══ THE DATA

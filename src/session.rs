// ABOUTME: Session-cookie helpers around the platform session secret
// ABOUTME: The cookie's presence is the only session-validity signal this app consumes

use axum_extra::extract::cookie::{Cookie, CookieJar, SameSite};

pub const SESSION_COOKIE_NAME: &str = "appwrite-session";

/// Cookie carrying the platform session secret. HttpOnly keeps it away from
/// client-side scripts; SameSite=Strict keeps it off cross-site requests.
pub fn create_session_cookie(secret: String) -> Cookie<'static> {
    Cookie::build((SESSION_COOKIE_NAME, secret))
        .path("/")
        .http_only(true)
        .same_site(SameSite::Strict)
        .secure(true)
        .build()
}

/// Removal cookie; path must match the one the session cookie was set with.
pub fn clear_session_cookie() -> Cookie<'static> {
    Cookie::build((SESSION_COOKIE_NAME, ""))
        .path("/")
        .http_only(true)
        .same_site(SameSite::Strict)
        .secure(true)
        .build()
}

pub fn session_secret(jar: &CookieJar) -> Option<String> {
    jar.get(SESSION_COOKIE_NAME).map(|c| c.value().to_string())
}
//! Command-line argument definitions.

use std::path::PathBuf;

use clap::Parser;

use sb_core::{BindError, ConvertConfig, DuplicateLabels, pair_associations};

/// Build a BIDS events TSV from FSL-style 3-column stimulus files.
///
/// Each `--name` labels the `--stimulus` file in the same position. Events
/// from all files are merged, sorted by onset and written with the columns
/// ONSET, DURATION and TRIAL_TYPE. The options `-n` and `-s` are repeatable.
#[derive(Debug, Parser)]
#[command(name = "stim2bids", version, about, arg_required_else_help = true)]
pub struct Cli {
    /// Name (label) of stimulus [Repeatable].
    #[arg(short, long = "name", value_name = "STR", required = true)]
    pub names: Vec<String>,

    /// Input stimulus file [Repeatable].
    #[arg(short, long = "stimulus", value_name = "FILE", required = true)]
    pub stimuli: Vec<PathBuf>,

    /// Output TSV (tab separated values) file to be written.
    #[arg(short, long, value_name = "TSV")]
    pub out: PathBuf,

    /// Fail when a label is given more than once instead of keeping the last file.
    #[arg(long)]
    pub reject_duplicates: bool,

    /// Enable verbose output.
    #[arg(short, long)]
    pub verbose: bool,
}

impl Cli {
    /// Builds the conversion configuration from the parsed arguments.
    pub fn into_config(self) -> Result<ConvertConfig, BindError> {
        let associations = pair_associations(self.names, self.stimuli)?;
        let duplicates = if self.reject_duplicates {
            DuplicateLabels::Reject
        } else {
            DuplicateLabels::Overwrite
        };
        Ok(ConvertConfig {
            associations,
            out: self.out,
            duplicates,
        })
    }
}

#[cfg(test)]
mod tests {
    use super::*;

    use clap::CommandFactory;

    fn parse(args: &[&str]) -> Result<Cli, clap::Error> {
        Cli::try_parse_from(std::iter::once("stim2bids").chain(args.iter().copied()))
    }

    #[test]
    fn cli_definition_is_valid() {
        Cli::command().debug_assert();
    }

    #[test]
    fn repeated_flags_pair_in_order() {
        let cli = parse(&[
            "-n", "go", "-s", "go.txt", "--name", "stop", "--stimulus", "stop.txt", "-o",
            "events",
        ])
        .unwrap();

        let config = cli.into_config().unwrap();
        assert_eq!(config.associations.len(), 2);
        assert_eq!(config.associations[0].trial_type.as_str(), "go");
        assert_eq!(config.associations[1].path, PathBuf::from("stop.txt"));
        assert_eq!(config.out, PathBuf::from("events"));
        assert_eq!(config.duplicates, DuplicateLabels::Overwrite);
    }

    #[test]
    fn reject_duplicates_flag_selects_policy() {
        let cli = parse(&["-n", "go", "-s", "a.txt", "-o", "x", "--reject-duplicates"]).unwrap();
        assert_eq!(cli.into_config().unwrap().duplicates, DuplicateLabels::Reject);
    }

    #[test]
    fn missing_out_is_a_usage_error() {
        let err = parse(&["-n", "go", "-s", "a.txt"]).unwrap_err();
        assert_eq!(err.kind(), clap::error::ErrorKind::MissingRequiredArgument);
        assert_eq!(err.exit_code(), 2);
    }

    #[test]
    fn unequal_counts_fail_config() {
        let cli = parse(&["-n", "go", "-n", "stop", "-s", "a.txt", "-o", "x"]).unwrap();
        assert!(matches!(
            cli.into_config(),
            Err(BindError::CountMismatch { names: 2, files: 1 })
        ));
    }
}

════

THE TASK:
Would you copy every line of the entries in which "bool" appears?

YOUR RESPONSE:
    pub reject_duplicates: bool,
    pub verbose: bool,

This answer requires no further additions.